Recreational, intramural and club sports allow students to participate in fun, competitive, physical activities on campus. The women’s ultimate frisbee team provides a unique way to meet new people while gaining the traditional benefits of playing a club sport in college.
Maddy Walshak, a junior from Houston double majoring in environmental studies and economics, is this year’s team president. Two and a half years ago, she joined the team at the first-year involvement fair and has found the club sport to be one of her most valuable experiences at Trinity.
“Ultimate Frisbee embodies a mentality called ‘Spirit of the Game.’ Ultimate is a self-officiated sport, which means we don’t have any referees, and each player is responsible for calling their own fouls. As a result, each player has to understand the rules and is expected to play honorably according to those rules,” Walshak said.
“It also means that players often have to talk on the field about fouls with their opponents to reach an agreement. No matter how heated things get on the field, we try to always circle up with the other team after to thank them. This fosters a lot of teamwork and support amongst players,” Walshak said.
The team’s organization is supplemented by students and coaches who are appointed to various leadership positions.
“We have two captains, senior Cat O’Shei and sophomore Becca Kroger, who are in charge of helping lead practices and teaching playing technique. My vice president is sophomore Julia Riley. We also have two new coaches this year. They are a couple who recently moved here from Colorado. And play ultimate on a local club team here in San Antonio. They coach all of our games, run practice and have already had a huge impact on the team with their expertise. The six of us all have a really great relationship,” Walshak said.
Riley especially praised the influence of the team’s new coaches, Jake Johnson and Jaycee Jones.
“We are all very appreciative and respectful of our coaches, but we also try to have a fun time with them. For the past few years, we haven’t had coaches, so having them with us this year has been an amazing experience. Having coaches allows our captains to focus on playing and encouraging the team,” Riley said.
O’Shei’s experience as a fifth-year student at Trinity has given her the opportunity to watch the team grow.
“We have around 20 people on the roster this year, which is definitely the largest our team has ever been. It’s both a benefit and a challenge, because having more people is wonderful for the future of the program and allows more players to rest between points,” O’Shei said.
In order to reach peak performance during their competitions, the team maintains a consistent practice schedule.
“We practice twice a week, every Tuesday and Thursday from 8:30 p.m. through 10:30 p.m. This schedule is held throughout the entire year. We spend the first half of practice doing drills and learning plays, then we usually scrimmage for the last half. Even though we are a competitive team with serious practices, we always have lots of fun and share a lot of laughs at each practice,” Walshak said.
The team practices for long periods of time to mimic the physical demand of games.

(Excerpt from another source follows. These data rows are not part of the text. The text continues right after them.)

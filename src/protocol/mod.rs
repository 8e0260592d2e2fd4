// SPDX-License-Identifier: MPL-2.0
// This Source Code Form is subject to the terms of the Mozilla Public
// License, v. 2.0. If a copy of the MPL was not distributed with this
// file, You can obtain one at https://mozilla.org/MPL/2.0/.

//! Communication with the gateway's REST API.
//!
//! Every call is a single HTTP GET against `<base>/api/<resource>` carrying
//! the bearer token. Responses are normalised into an [`ApiResponse`]:
//!
//! - transport failures (connection refused, timeout) are `Err(ProtocolError)`
//! - HTTP or gateway failures (4xx/5xx, or a body with `error`) are
//!   `Ok(ApiResponse { ok: false, .. })`
//!
//! Callers must check [`ApiResponse::ok`] before using the body, or convert
//! with [`ApiResponse::into_result`].
//!
//! The [`Gateway`] trait is the seam the dispatcher, the reconciler and the
//! sensor pollers depend on. [`GatewayClient`] is the HTTP implementation.

mod http;
mod response;

pub use http::{GatewayClient, GatewayConfig};
pub use response::{ApiResponse, FailureKind};

use std::future::Future;

use crate::error::{Error, ProtocolError};
use crate::model::{Device, DeviceList, SensorInfo, SensorList, SystemInfo, TokenRefresh};
use crate::types::Methods;

/// Result of a single gateway call.
pub type CallResult<T> = Result<ApiResponse<T>, ProtocolError>;

/// Operations offered by the gateway.
pub trait Gateway: Send + Sync {
    /// Fetches `system/info`.
    fn system_info(&self) -> impl Future<Output = CallResult<SystemInfo>> + Send;

    /// Fetches `devices/list` restricted to devices supporting `methods`.
    fn list_devices(&self, methods: Methods) -> impl Future<Output = CallResult<DeviceList>> + Send;

    /// Fetches `device/info` for one device.
    fn device_info(
        &self,
        id: u32,
        methods: Methods,
    ) -> impl Future<Output = CallResult<Device>> + Send;

    /// Fetches `sensors/list`.
    fn list_sensors(&self) -> impl Future<Output = CallResult<SensorList>> + Send;

    /// Fetches `sensor/info` for one sensor.
    fn sensor_info(&self, id: u32) -> impl Future<Output = CallResult<SensorInfo>> + Send;

    /// Turns a device on (`device/turnOn`) or off (`device/turnOff`).
    fn on_off_device(
        &self,
        id: u32,
        on: bool,
    ) -> impl Future<Output = CallResult<serde_json::Value>> + Send;

    /// Dims a device to `level` (0-255) via `device/dim`.
    fn dim_device(
        &self,
        id: u32,
        level: u8,
    ) -> impl Future<Output = CallResult<serde_json::Value>> + Send;

    /// Rings a bell via `device/bell`.
    fn bell_device(&self, id: u32) -> impl Future<Output = CallResult<serde_json::Value>> + Send;

    /// Refreshes the access token via `refreshToken`.
    ///
    /// Unlike the other operations this one fails hard: a refresh response
    /// without `expires` is [`ParseError::MissingField`](crate::error::ParseError::MissingField),
    /// and `ok = false` becomes [`Error::Api`].
    fn refresh_access_token(&self) -> impl Future<Output = Result<TokenRefresh, Error>> + Send;
}
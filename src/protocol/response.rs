// SPDX-License-Identifier: MPL-2.0
// This Source Code Form is subject to the terms of the Mozilla Public
// License, v. 2.0. If a copy of the MPL was not distributed with this
// file, You can obtain one at https://mozilla.org/MPL/2.0/.

//! Normalised gateway responses.

use std::fmt;

use serde::de::DeserializeOwned;

use crate::error::ApiError;

/// What a failed response most likely means, for log messages.
#[derive(Debug, Clone, Copy, PartialEq, Eq, Hash)]
pub enum FailureKind {
    /// HTTP 401: the access token is wrong or expired.
    Credentials,
    /// HTTP 404: the host is not a gateway.
    WrongHost,
    /// HTTP 408: the gateway timed out.
    Timeout,
    /// Any other HTTP error, or a body carrying `error`.
    Server,
}

impl FailureKind {
    /// Classifies an HTTP status code.
    #[must_use]
    pub const fn from_status(status_code: u16) -> Self {
        match status_code {
            401 => Self::Credentials,
            404 => Self::WrongHost,
            408 => Self::Timeout,
            _ => Self::Server,
        }
    }

    /// Returns guidance for the user.
    #[must_use]
    pub const fn hint(self) -> &'static str {
        match self {
            Self::Credentials => "check the configured access token",
            Self::WrongHost => "check the configured host, it does not look like a gateway",
            Self::Timeout => "the gateway did not answer in time, check the host and network",
            Self::Server => "the gateway reported an error",
        }
    }
}

impl fmt::Display for FailureKind {
    fn fmt(&self, f: &mut fmt::Formatter<'_>) -> fmt::Result {
        let s = match self {
            Self::Credentials => "credential problem",
            Self::WrongHost => "wrong host",
            Self::Timeout => "timeout or host problem",
            Self::Server => "server error",
        };
        write!(f, "{s}")
    }
}

/// A gateway response, normalised to an `ok` flag plus a typed body.
///
/// # Examples
///
/// ```
/// use telldus_bridge::protocol::ApiResponse;
/// use telldus_bridge::model::DeviceList;
///
/// let ok: ApiResponse<DeviceList> =
///     ApiResponse::from_parts(200, "OK", r#"{"device":[]}"#);
/// assert!(ok.ok);
///
/// let failed: ApiResponse<DeviceList> =
///     ApiResponse::from_parts(200, "OK", r#"{"error":"Device not found"}"#);
/// assert!(!failed.ok);
/// assert_eq!(failed.error.as_deref(), Some("Device not found"));
/// ```
#[derive(Debug, Clone, PartialEq)]
pub struct ApiResponse<T> {
    /// True when the status is 2xx and the body carries no `error`.
    pub ok: bool,
    /// HTTP status code.
    pub status_code: u16,
    /// HTTP reason phrase.
    pub status_message: String,
    /// The gateway's `error` text, if any.
    pub error: Option<String>,
    /// The parsed body, present exactly when `ok` is true.
    pub body: Option<T>,
}

impl<T: DeserializeOwned> ApiResponse<T> {
    /// Builds a response from the raw HTTP status and body text.
    ///
    /// A successful status whose body cannot be parsed into `T` yields
    /// `ok = false`, with the parse failure as the error text.
    pub fn from_parts(status_code: u16, status_message: impl Into<String>, text: &str) -> Self {
        let json: Option<serde_json::Value> = serde_json::from_str(text).ok();
        let mut error = json.as_ref().and_then(error_text);
        let mut body = None;

        if (200..=299).contains(&status_code) && error.is_none() {
            let value = json.unwrap_or(serde_json::Value::Null);
            match serde_json::from_value(value) {
                Ok(parsed) => body = Some(parsed),
                Err(e) => error = Some(format!("unparsable response body: {e}")),
            }
        }

        Self {
            ok: body.is_some(),
            status_code,
            status_message: status_message.into(),
            error,
            body,
        }
    }
}

impl<T> ApiResponse<T> {
    /// Returns the failure classification, or `None` for a successful response.
    #[must_use]
    pub fn failure_kind(&self) -> Option<FailureKind> {
        if self.ok {
            None
        } else {
            Some(FailureKind::from_status(self.status_code))
        }
    }

    /// Converts the response into the body, or an [`ApiError`].
    ///
    /// # Errors
    ///
    /// Returns `ApiError` when the response is not ok.
    pub fn into_result(self, operation: &str) -> Result<T, ApiError> {
        match (self.ok, self.body) {
            (true, Some(body)) => Ok(body),
            _ => Err(ApiError {
                operation: operation.to_string(),
                status_code: self.status_code,
                kind: FailureKind::from_status(self.status_code),
                message: self.error.unwrap_or(self.status_message),
            }),
        }
    }
}

/// Extracts a truthy `error` member from a response body.
fn error_text(json: &serde_json::Value) -> Option<String> {
    match json.get("error")? {
        serde_json::Value::Null | serde_json::Value::Bool(false) => None,
        serde_json::Value::String(s) if s.is_empty() => None,
        serde_json::Value::String(s) => Some(s.clone()),
        other => Some(other.to_string()),
    }
}
// SPDX-License-Identifier: MPL-2.0
// This Source Code Form is subject to the terms of the Mozilla Public
// License, v. 2.0. If a copy of the MPL was not distributed with this
// file, You can obtain one at https://mozilla.org/MPL/2.0/.

//! On/off state cache shared by the reconciler and the dispatchers.
//!
//! Two entries are kept per device:
//!
//! - `td<id>`: the state the gateway last reported
//! - `pi<id>`: the state the bridge last issued
//!
//! Values are normalised [`DeviceStateCode`]s, so a dimmed device is cached
//! as on. Writes are last-write-wins; each device's keys are independent.

mod memory;

pub use memory::MemoryStore;

use std::fmt;
use std::sync::Arc;

use crate::model::Device;
use crate::types::DeviceStateCode;

/// Storage backend of the [`StateCache`].
pub trait StateStore: Send + Sync {
    /// Stores a value. Returns false if the store refused the write.
    fn set(&self, key: &str, value: u32) -> bool;

    /// Returns the stored value, if present and not expired.
    fn get(&self, key: &str) -> Option<u32>;

    /// Removes every entry.
    fn flush(&self);
}

/// Namespace of a cache entry.
#[derive(Debug, Clone, Copy, PartialEq, Eq, Hash)]
pub enum Namespace {
    /// State observed on the gateway.
    Gateway,
    /// State issued by the bridge.
    Issued,
}

impl Namespace {
    const fn prefix(self) -> &'static str {
        match self {
            Self::Gateway => "td",
            Self::Issued => "pi",
        }
    }
}

/// Key of a cache entry, rendered as `"<namespace><device id>"`.
#[derive(Debug, Clone, Copy, PartialEq, Eq, Hash)]
pub struct CacheKey {
    namespace: Namespace,
    device_id: u32,
}

impl CacheKey {
    /// Key of the gateway-observed state of a device.
    #[must_use]
    pub const fn gateway(device_id: u32) -> Self {
        Self {
            namespace: Namespace::Gateway,
            device_id,
        }
    }

    /// Key of the bridge-issued state of a device.
    #[must_use]
    pub const fn issued(device_id: u32) -> Self {
        Self {
            namespace: Namespace::Issued,
            device_id,
        }
    }
}

impl fmt::Display for CacheKey {
    fn fmt(&self, f: &mut fmt::Formatter<'_>) -> fmt::Result {
        write!(f, "{}{}", self.namespace.prefix(), self.device_id)
    }
}

/// The two on/off readings of one device.
#[derive(Debug, Clone, Copy, PartialEq, Eq)]
pub struct CachedPair {
    /// Gateway-observed state.
    pub gateway: Option<DeviceStateCode>,
    /// Bridge-issued state.
    pub issued: Option<DeviceStateCode>,
}

impl CachedPair {
    /// Returns the gateway's on/off reading when it disagrees with the issued one.
    ///
    /// Only states with an on/off meaning are compared; a missing or
    /// meaningless entry on either side is never drift.
    #[must_use]
    pub fn drift(&self) -> Option<bool> {
        let gateway = self.gateway?.as_bool()?;
        let issued = self.issued?.as_bool()?;
        (gateway != issued).then_some(gateway)
    }
}

/// Device state cache over an injected [`StateStore`].
///
/// # Examples
///
/// ```
/// use telldus_bridge::cache::{CacheKey, StateCache};
/// use telldus_bridge::model::Device;
/// use telldus_bridge::types::DeviceStateCode;
///
/// # #[tokio::main]
/// # async fn main() {
/// let cache = StateCache::in_memory();
/// let device: Device = serde_json::from_str(r#"{"id":4,"state":16}"#).unwrap();
///
/// cache.set_state_cache(&device);
/// assert_eq!(cache.get(CacheKey::gateway(4)), Some(DeviceStateCode::ON));
/// assert_eq!(cache.get(CacheKey::issued(4)), Some(DeviceStateCode::ON));
/// # }
/// ```
#[derive(Clone)]
pub struct StateCache {
    store: Arc<dyn StateStore>,
}

impl StateCache {
    /// Creates a cache over the given store.
    #[must_use]
    pub fn new(store: Arc<dyn StateStore>) -> Self {
        Self { store }
    }

    /// Creates a cache over a [`MemoryStore`] with the default TTL.
    #[must_use]
    pub fn in_memory() -> Self {
        Self::new(Arc::new(MemoryStore::default()))
    }

    /// Writes a state. Failures are logged and reported as `false`.
    pub fn set(&self, key: CacheKey, state: DeviceStateCode) -> bool {
        let key = key.to_string();
        let stored = self.store.set(&key, state.normalized().code());
        if !stored {
            tracing::warn!(key = %key, state = %state, "State cache write failed, retrying next cycle");
        }
        stored
    }

    /// Returns a cached state.
    #[must_use]
    pub fn get(&self, key: CacheKey) -> Option<DeviceStateCode> {
        self.store.get(&key.to_string()).map(DeviceStateCode::new)
    }

    /// Returns both cached states of a device.
    #[must_use]
    pub fn pair(&self, device_id: u32) -> CachedPair {
        CachedPair {
            gateway: self.get(CacheKey::gateway(device_id)),
            issued: self.get(CacheKey::issued(device_id)),
        }
    }

    /// Seeds both entries of a device from a discovery poll.
    pub fn set_state_cache(&self, device: &Device) {
        let state = device.state.normalized();
        self.set(CacheKey::gateway(device.id), state);
        self.set(CacheKey::issued(device.id), state);
    }

    /// Records a reconciliation poll of a device.
    ///
    /// Only the gateway entry is written, and only when the polled state
    /// differs from the cached one or the entry is gone. Returns true if a
    /// write happened.
    pub fn update_state_cache(&self, device: &Device) -> bool {
        let key = CacheKey::gateway(device.id);
        let state = device.state.normalized();
        if self.get(key) == Some(state) {
            return false;
        }
        tracing::debug!(device_id = device.id, state = ?state, "Gateway state changed");
        self.set(key, state)
    }

    /// Records the state the bridge just issued to a device.
    pub fn set_issued(&self, device_id: u32, on: bool) -> bool {
        self.set(CacheKey::issued(device_id), DeviceStateCode::from(on))
    }

    /// Drops every entry.
    pub fn flush(&self) {
        self.store.flush();
    }
}

impl fmt::Debug for StateCache {
    fn fmt(&self, f: &mut fmt::Formatter<'_>) -> fmt::Result {
        f.debug_struct("StateCache").finish_non_exhaustive()
    }
}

“The amount of players on the team varies between years and especially during tournaments. The games are about an hour and 25 minutes long, and we play around four games each day during a tournament. Ultimate frisbee is a lot of running, so the day can be very exhausting,” Kroger said.
The club sport experience allows Trinity’s team to compete against the other ultimate frisbee teams across the country.
“Collegiate Ultimate works in a tournament style of competition. Schools across the country host tournaments on the weekends where teams come and play each other to advance in a tournament bracket and how well each team plays at these tournaments dictates their USA Ultimate college ranking. Towards the end of the semester, top ranking teams compete for the national champion title,” Riley said.
Although the sport can be tiring, the experience in general is well worth the effort.
“People play our sport because they love it, so this leads to a very tight knit community of ultimate players. Our team is friends with players from all over Texas,” Kroger said.
Walshak hopes that everyone will find an activity they enjoy on campus, and encourages people to do so through ultimate Frisbee.
“Ultimate Frisbee is so much fun, and it’s a great way to stay in shape. Unlike other sports, you won’t be behind if you’ve never played before. We are super accepting of anyone who wants to join regardless of prior experience. When you join our team, no matter who you are, you become a part of our family,” Walshak said.